El Consejo de Estado de China aprobó un plan integral para acelerar la construcción de seis sistemas de infraestructura principales, una medida diseñada para impulsar la economía nacional y asegurar su liderazgo en la tecnología de próxima generación. La iniciativa, anunciada tras una reunión ejecutiva presidida por el primer ministro Li Qiang, se dirige a nuevas redes eléctricas, redes de potencia de cálculo y sistemas de comunicación avanzados, junto con redes tradicionales de agua, tuberías urbanas y logística.
La directiva política enfatiza la necesidad de "fortalecer la planificación y la construcción" de estas redes para coordinar mejor la oferta y la demanda y fomentar un ciclo económico interno más resiliente. En la reunión se señaló que, si bien se amplía la demanda efectiva, también es crucial "promover el desarrollo coordinado de la oferta y la demanda y la vinculación y modernización" de la economía, lo que indica un cambio hacia un crecimiento de mayor calidad y basado en la tecnología.
Este enfoque en la "nueva infraestructura" se alinea con los objetivos estratégicos a largo plazo de Beijing. China ya se ha convertido en el principal socio económico de muchas naciones en desarrollo, utilizando la inversión en infraestructura como una herramienta clave de política exterior, como se ve en su Iniciativa de la Franja y la Ruta y su compromiso en África y Asia Central. Según datos de 2025, el comercio de China solo con Uzbekistán alcanzó los 17.200 millones de dólares, lo que representa más del 21 por ciento del comercio exterior total del país y supera a Rusia. Este impulso a la infraestructura nacional es la contraparte interna de esa estrategia externa, con el objetivo de construir una base inexpugnable en el país.
El plan está destinado a canalizar una importante inversión respaldada por el estado hacia sectores tecnológicos e industriales clave, reforzando el impulso de China hacia la autosuficiencia. Para los inversores, la política esboza una hoja de ruta clara de las prioridades del gobierno, lo que probablemente desencadenará un rally alcista para las empresas involucradas en la construcción de centros de datos, redes 5G/6G, redes inteligentes y logística avanzada. La medida contrasta con lo que algunos analistas, como James Shikwati de la Inter Region Economic Network, describen como las iniciativas de capital privado occidental, que son más "episódicas y volátiles".
Pivote estratégico hacia la 'Nueva Infraestructura'
La inclusión de la potencia de cálculo, las nuevas redes eléctricas y las redes de comunicación de próxima generación es el núcleo de la nueva política. El desarrollo de una "red nacional de potencia de cálculo" es una respuesta directa al crecimiento explosivo de la inteligencia artificial y la economía digital, que requieren vastas capacidades de procesamiento de datos.

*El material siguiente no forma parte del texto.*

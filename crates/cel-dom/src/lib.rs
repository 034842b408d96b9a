//! cel DOM - host document model
//!
//! Arena-allocated document tree used as the host for the lifecycle engine.
//! Provides the pieces a browser would: element attributes, document
//! fragments, structural mutation observation, attribute hooks and a
//! cooperative microtask queue.

mod document;
mod error;
mod node;
mod observer;
mod tree;
mod tree_walker;

pub use document::{AttributeHook, Document, HookId, Microtask};
pub use error::{DomError, DomResult};
pub use node::{Attribute, AttributeChange, ElementData, Namespace, Node, NodeData};
pub use observer::{
    MutationCallback, MutationObserverInit, MutationRecord, MutationType, ObserverId,
};
pub use tree::{Children, DomTree};
pub use tree_walker::{walk, Descendants, FilterResult, TreeWalker};

/// Node identifier: arena slot plus the slot's generation.
///
/// A destroyed slot bumps its generation, so a stale id never resolves to
/// whatever node later reuses the slot.
#[derive(Debug, Clone, Copy, PartialEq, Eq, Hash, PartialOrd, Ord)]
pub struct NodeId {
    index: u32,
    generation: u32,
}

impl NodeId {
    /// Sentinel for "no node" (no parent, no sibling)
    pub const NONE: NodeId = NodeId {
        index: u32::MAX,
        generation: 0,
    };

    pub const fn from_raw_parts(index: u32, generation: u32) -> Self {
        Self { index, generation }
    }

    #[inline]
    pub const fn index(self) -> u32 {
        self.index
    }

    #[inline]
    pub const fn generation(self) -> u32 {
        self.generation
    }

    /// Check this is not [`NodeId::NONE`]
    #[inline]
    pub const fn is_valid(self) -> bool {
        self.index != u32::MAX
    }
}
//! CLI command implementations
//!
//! One module per subcommand, plus shared wiring helpers that assemble the
//! store, session, and remote adapters from the loaded configuration.

pub mod add;
pub mod backup;
pub mod edit;
pub mod export;
pub mod list;
pub mod remove;
pub mod restore;
pub mod status;

use std::sync::Arc;

use anyhow::{Context, Result};
use chrono::{DateTime, Utc};

use painlog_core::config::Config;
use painlog_core::domain::FieldValue;
use painlog_core::ports::Connectivity;
use painlog_core::session::SessionManager;
use painlog_core::usecases::RemoteProvisioner;
use painlog_drive::{DriveAuthAdapter, DriveClient, HttpConnectivity};
use painlog_store::{DatabasePool, SqliteRecordStore};

/// Opens (creating if needed) the local database configured in `config`
pub(crate) async fn open_store(config: &Config) -> Result<Arc<SqliteRecordStore>> {
    let pool = DatabasePool::new(&config.database.path)
        .await
        .context("Failed to open database")?;
    Ok(Arc::new(SqliteRecordStore::new(pool.pool().clone())))
}

/// Builds the session manager from the configured OAuth client id.
///
/// Without a client id the session is unconfigured and every remote
/// operation reports that sync has not been set up yet.
pub(crate) fn build_session(config: &Config) -> Arc<SessionManager> {
    let connectivity: Arc<dyn Connectivity> = Arc::new(HttpConnectivity::new());
    match config.auth.client_id.as_deref() {
        Some(client_id) => Arc::new(SessionManager::new(
            Arc::new(DriveAuthAdapter::with_client_id(client_id)),
            connectivity,
        )),
        None => Arc::new(SessionManager::unconfigured(connectivity)),
    }
}

/// Assembles the full remote stack used by backup and restore
pub(crate) fn build_remote(
    config: &Config,
    store: Arc<SqliteRecordStore>,
) -> (Arc<DriveClient>, RemoteProvisioner) {
    let remote = Arc::new(DriveClient::new(Arc::new(HttpConnectivity::new())));
    let provisioner = RemoteProvisioner::new(
        store,
        remote.clone(),
        config.remote.folder_name.clone(),
        config.remote.file_name.clone(),
    );
    (remote, provisioner)
}

/// Builds a categorical value from a key plus its optional free text
pub(crate) fn field_value(key: &str, text: Option<&str>) -> FieldValue {
    match text {
        Some(text) => FieldValue::with_custom_text(key, text),
        None => FieldValue::new(key),
    }
}

/// Parses a user-supplied instant: RFC 3339, or the literal "now"
pub(crate) fn parse_instant(value: &str) -> Result<DateTime<Utc>> {
    if value == "now" {
        return Ok(Utc::now());
    }
    DateTime::parse_from_rfc3339(value)
        .map(|dt| dt.with_timezone(&Utc))
        .with_context(|| format!("Invalid timestamp '{}', expected RFC 3339 or 'now'", value))
}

Esto se basa en el dominio existente de las empresas tecnológicas chinas como Huawei y ZTE en la construcción del eje digital de África, como señaló WeeTracker, y orienta esa experiencia hacia el interior.
El impulso por las "nuevas redes eléctricas" es igualmente estratégico. No se trata solo de líneas de transmisión tradicionales, sino de redes inteligentes y flexibles capaces de manejar la naturaleza intermitente de las fuentes de energía renovables y soportar la enorme demanda de electricidad de un mercado de vehículos eléctricos en auge y una red de centros de datos en expansión. Esto aborda un cuello de botella crítico en la transición energética y sustenta los objetivos de desarrollo ecológico más amplios del país.

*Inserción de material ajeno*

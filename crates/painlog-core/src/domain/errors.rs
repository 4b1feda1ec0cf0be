//! Domain error taxonomy
//!
//! Every failure the core can surface is one of these variants. All of them
//! except [`CoreError::Storage`] are recoverable and are collapsed into a
//! single user-facing message at the orchestrator boundary; storage failures
//! are fatal because there is no local recovery strategy below the store.

use thiserror::Error;

/// Errors that can occur in core operations
#[derive(Debug, Error, Clone, PartialEq, Eq)]
pub enum CoreError {
    /// Update or lookup on a record id that does not exist
    #[error("Record not found: {0}")]
    NotFound(String),

    /// Malformed import/restore payload; nothing was applied
    #[error("Invalid export format: {0}")]
    InvalidFormat(String),

    /// Remote feature used before an OAuth client id was configured
    #[error("Remote sync is not configured")]
    NotConfigured,

    /// No network reachability; checked before every authenticated call
    #[error("Network is unreachable")]
    Offline,

    /// The user declined the authorization prompt
    #[error("Access denied by user")]
    AccessDenied,

    /// Authorization handshake failed for any other reason
    #[error("Authorization failed: {0}")]
    AuthFailed(String),

    /// The remote service is not enabled for the configured identity
    #[error("Remote API is disabled for this client")]
    ApiDisabled,

    /// Any other non-success remote response
    #[error("Remote request failed: {0}")]
    RemoteRequestFailed(String),

    /// Storage-layer I/O failure (fatal, surfaced as-is)
    #[error("Storage error: {0}")]
    Storage(String),
}

impl CoreError {
    /// Collapses the error into the single message shown to the user.
    ///
    /// Classified remote/auth failures get actionable phrasing; storage
    /// failures pass through verbatim.
    pub fn user_message(&self) -> String {
        match self {
            CoreError::NotFound(id) => format!("No record with id {id} exists"),
            CoreError::InvalidFormat(_) => {
                "The backup document is not in a recognized format; nothing was imported"
                    .to_string()
            }
            CoreError::NotConfigured => {
                "Remote sync is not configured; set an OAuth client id first".to_string()
            }
            CoreError::Offline => "You appear to be offline; try again when connected".to_string(),
            CoreError::AccessDenied => "Authorization was declined".to_string(),
            CoreError::AuthFailed(msg) => format!("Could not sign in: {msg}"),
            CoreError::ApiDisabled => {
                "The Drive API is disabled for this client id; enable it in the provider console"
                    .to_string()
            }
            CoreError::RemoteRequestFailed(msg) => format!("The remote request failed: {msg}"),
            CoreError::Storage(msg) => msg.clone(),
        }
    }

    /// Returns true if the failure is fatal (no retry will help without
    /// outside intervention).
    pub fn is_fatal(&self) -> bool {
        matches!(self, CoreError::Storage(_) | CoreError::ApiDisabled)
    }
}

Fortaleciendo el motor interno
Esta iniciativa de infraestructura es un componente central de la estrategia de "doble circulación" de China, que busca depender más de la demanda interna mientras permanece abierta al comercio internacional. Al modernizar su infraestructura interna, Beijing pretende crear un mercado interno más eficiente e integrado, reduciendo los costos logísticos y fomentando los clústeres industriales.
La política refleja un patrón más amplio de China estableciendo sus propios marcos para acelerar la innovación y asegurar su soberanía económica. Al igual que su reciente "Orden 818" creó un camino paralelo y más rápido para comercializar terapias celulares y génicas avanzadas, este plan de infraestructura crea un carril rápido dirigido por el estado para construir los cimientos físicos y digitales de su economía futura. A medida que el crecimiento interno se modera, esta inversión a gran escala está diseñada para crear nuevas fuentes de demanda y asegurar que China mantenga el control sobre las cadenas de suministro y las tecnologías críticas que definirán la próxima década.
Este artículo es solo para fines informativos y no constituye asesoramiento de inversión.